- PROBLEM TO WORK ON -
Identify each line below containing the string "editor" and copy it.

Segment Open

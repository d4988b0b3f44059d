use std::io;
use std::path::Path;
use std::time::{Duration, Instant};

use crossterm::event::{self, Event, KeyEventKind};
use crossterm::execute;
use crossterm::terminal::{
    EnterAlternateScreen, LeaveAlternateScreen, disable_raw_mode, enable_raw_mode,
};
use ratatui::Terminal;
use ratatui::backend::CrosstermBackend;
use tracing::{debug, info};

use crate::controller::Controller;
use crate::io::storage::{FileStore, KeyValueStore};
use crate::model::{AppConfig, Draft, Screen, Task};
use crate::nav::MemoryHistory;

use super::field::TextField;
use super::input;
use super::render;
use super::theme::Theme;

/// The controller as the terminal front end drives it
pub type TuiController = Controller<Box<dyn KeyValueStore>, MemoryHistory>;

/// Interaction mode on the Home screen
#[derive(Debug, Clone, Copy, PartialEq, Eq)]
pub enum Mode {
    Navigate,
    /// Typing into the search box
    Search,
}

/// Focusable parts of the note editor, in Tab order
#[derive(Debug, Clone, Copy, PartialEq, Eq, Default)]
pub enum NoteField {
    #[default]
    Title,
    Description,
    DueDate,
    Tags,
}

impl NoteField {
    pub fn next(self) -> Self {
        match self {
            NoteField::Title => NoteField::Description,
            NoteField::Description => NoteField::DueDate,
            NoteField::DueDate => NoteField::Tags,
            NoteField::Tags => NoteField::Title,
        }
    }

    pub fn prev(self) -> Self {
        match self {
            NoteField::Title => NoteField::Tags,
            NoteField::Description => NoteField::Title,
            NoteField::DueDate => NoteField::Description,
            NoteField::Tags => NoteField::DueDate,
        }
    }
}

/// Editable copy of the draft shown by the note editor
#[derive(Debug, Clone, Default)]
pub struct NoteForm {
    pub title: TextField,
    pub description: TextField,
    pub due_date: TextField,
    /// Highlighted tag chip
    pub tag_id: Option<String>,
    pub focus: NoteField,
}

impl NoteForm {
    pub fn from_draft(draft: &Draft) -> Self {
        NoteForm {
            title: TextField::new(draft.title.clone()),
            description: TextField::new(draft.description.clone()),
            due_date: TextField::new(draft.due_date.clone().unwrap_or_default()),
            tag_id: draft.tag_id.clone(),
            focus: NoteField::Title,
        }
    }

    pub fn to_draft(&self) -> Draft {
        let due = self.due_date.value().trim();
        Draft {
            title: self.title.value().to_string(),
            description: self.description.value().to_string(),
            tag_id: self.tag_id.clone(),
            due_date: (!due.is_empty()).then(|| due.to_string()),
        }
    }

    /// The text field with focus, if focus is not on the tag chips
    pub fn focused_field(&mut self) -> Option<&mut TextField> {
        match self.focus {
            NoteField::Title => Some(&mut self.title),
            NoteField::Description => Some(&mut self.description),
            NoteField::DueDate => Some(&mut self.due_date),
            NoteField::Tags => None,
        }
    }

    /// Whether saving would be accepted as far as the title goes
    pub fn can_save(&self) -> bool {
        !self.title.value().trim().is_empty()
    }
}

#[derive(Debug, Clone, Copy, PartialEq, Eq, Default)]
pub enum TagField {
    #[default]
    Label,
    Color,
}

/// New-tag form state
#[derive(Debug, Clone, Default)]
pub struct TagForm {
    pub label: TextField,
    /// Index into the color palette (the first color is preselected)
    pub color_index: usize,
    pub focus: TagField,
}

impl TagForm {
    pub fn can_save(&self) -> bool {
        !self.label.value().trim().is_empty()
    }
}

/// A destructive action waiting on a yes/no answer
#[derive(Debug, Clone, PartialEq, Eq)]
pub enum ConfirmAction {
    /// Delete a task from the Home list
    DeleteTask { task_id: String },
    /// Delete the task open in the note editor
    DeleteNote,
    DeleteTag { tag_id: String },
    Logout,
}

#[derive(Debug, Clone)]
pub struct ConfirmState {
    pub prompt: String,
    pub action: ConfirmAction,
}

/// Main application state
pub struct App {
    pub ctl: TuiController,
    pub theme: Theme,
    pub show_key_hints: bool,
    pub should_quit: bool,
    /// Screen whose view state was last set up
    pub shown_screen: Screen,
    pub mode: Mode,
    pub login_input: TextField,
    /// Inline message under the email field
    pub login_error: Option<String>,
    pub search: TextField,
    pub home_cursor: usize,
    /// First visible row of the Home list
    pub home_scroll: usize,
    pub note: NoteForm,
    pub tag_form: TagForm,
    pub confirm: Option<ConfirmState>,
    /// Dismissable message overlay
    pub notice: Option<String>,
}

impl App {
    pub fn new(store: Box<dyn KeyValueStore>, config: &AppConfig) -> Self {
        let delay = Duration::from_millis(config.ui.welcome_delay_ms);
        let ctl = Controller::load(store, MemoryHistory::new(), delay);
        let mut app = App {
            shown_screen: ctl.screen(),
            ctl,
            theme: Theme::from_config(&config.ui),
            show_key_hints: config.ui.show_key_hints,
            should_quit: false,
            mode: Mode::Navigate,
            login_input: TextField::default(),
            login_error: None,
            search: TextField::default(),
            home_cursor: 0,
            home_scroll: 0,
            note: NoteForm::default(),
            tag_form: TagForm::default(),
            confirm: None,
            notice: None,
        };
        app.enter_screen(app.shown_screen);
        app
    }

    /// Apply pending history events, then reset view state if the screen
    /// changed
    pub fn settle(&mut self) {
        self.ctl.process_history();
        self.sync_screen();
    }

    /// Advance timers
    pub fn tick(&mut self, now: Instant) {
        self.ctl.tick(now);
        self.settle();
    }

    pub fn sync_screen(&mut self) {
        let screen = self.ctl.screen();
        if screen != self.shown_screen {
            debug!(from = self.shown_screen.name(), to = screen.name(), "screen changed");
            self.enter_screen(screen);
        }
    }

    fn enter_screen(&mut self, screen: Screen) {
        self.shown_screen = screen;
        self.confirm = None;
        match screen {
            Screen::Login => {
                self.login_input.clear();
                self.login_error = None;
                self.search.clear();
                self.mode = Mode::Navigate;
                self.home_cursor = 0;
                self.home_scroll = 0;
            }
            Screen::Welcome => {}
            Screen::Home => {
                self.mode = Mode::Navigate;
                self.clamp_home_cursor();
            }
            Screen::EditNote => self.note = NoteForm::from_draft(self.ctl.draft()),
            Screen::EditTag => self.tag_form = TagForm::default(),
        }
    }

    /// Home list for the current search box
    pub fn visible_tasks(&self) -> Vec<&Task> {
        self.ctl.visible_tasks(self.search.value())
    }

    /// Id of the task under the Home cursor
    pub fn cursor_task_id(&self) -> Option<String> {
        self.visible_tasks()
            .get(self.home_cursor)
            .map(|t| t.id.clone())
    }

    pub fn clamp_home_cursor(&mut self) {
        let count = self.visible_tasks().len();
        self.home_cursor = if count == 0 {
            0
        } else {
            self.home_cursor.min(count - 1)
        };
    }

    pub fn ask(&mut self, prompt: impl Into<String>, action: ConfirmAction) {
        self.confirm = Some(ConfirmState {
            prompt: prompt.into(),
            action,
        });
    }

    pub fn notify(&mut self, message: impl Into<String>) {
        self.notice = Some(message.into());
    }
}

/// Run the TUI application
pub fn run(data_dir: &Path, config: &AppConfig) -> Result<(), Box<dyn std::error::Error>> {
    let store = FileStore::open(data_dir)?;
    info!(data_dir = %data_dir.display(), "starting");
    let mut app = App::new(Box::new(store), config);

    // Setup terminal
    enable_raw_mode()?;
    let mut stdout = io::stdout();
    execute!(stdout, EnterAlternateScreen)?;
    let backend = CrosstermBackend::new(stdout);
    let mut terminal = Terminal::new(backend)?;
    terminal.clear()?;

    // Install panic hook to restore terminal on panic
    let original_hook = std::panic::take_hook();
    std::panic::set_hook(Box::new(move |panic_info| {
        let _ = disable_raw_mode();
        let _ = execute!(io::stdout(), LeaveAlternateScreen);
        original_hook(panic_info);
    }));

    let result = run_event_loop(&mut terminal, &mut app);

    // Restore terminal
    disable_raw_mode()?;
    execute!(terminal.backend_mut(), LeaveAlternateScreen)?;
    terminal.show_cursor()?;

    info!("exiting");
    result
}

fn run_event_loop(
    terminal: &mut Terminal<CrosstermBackend<io::Stdout>>,
    app: &mut App,
) -> Result<(), Box<dyn std::error::Error>> {
    loop {
        terminal.draw(|frame| render::render(frame, app))?;

        // Short poll so the welcome timer fires close to its deadline
        if event::poll(Duration::from_millis(100))?
            && let Event::Key(key) = event::read()?
            && key.kind == KeyEventKind::Press
        {
            input::handle_key(app, key);
        }
        app.tick(Instant::now());

        if app.should_quit {
            break;
        }
    }
    Ok(())
}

Segment Closed

- RESULT FOR THIS EXERCISE -
/// Focusable parts of the note editor, in Tab order
/// Editable copy of the draft shown by the note editor
    /// Delete the task open in the note editor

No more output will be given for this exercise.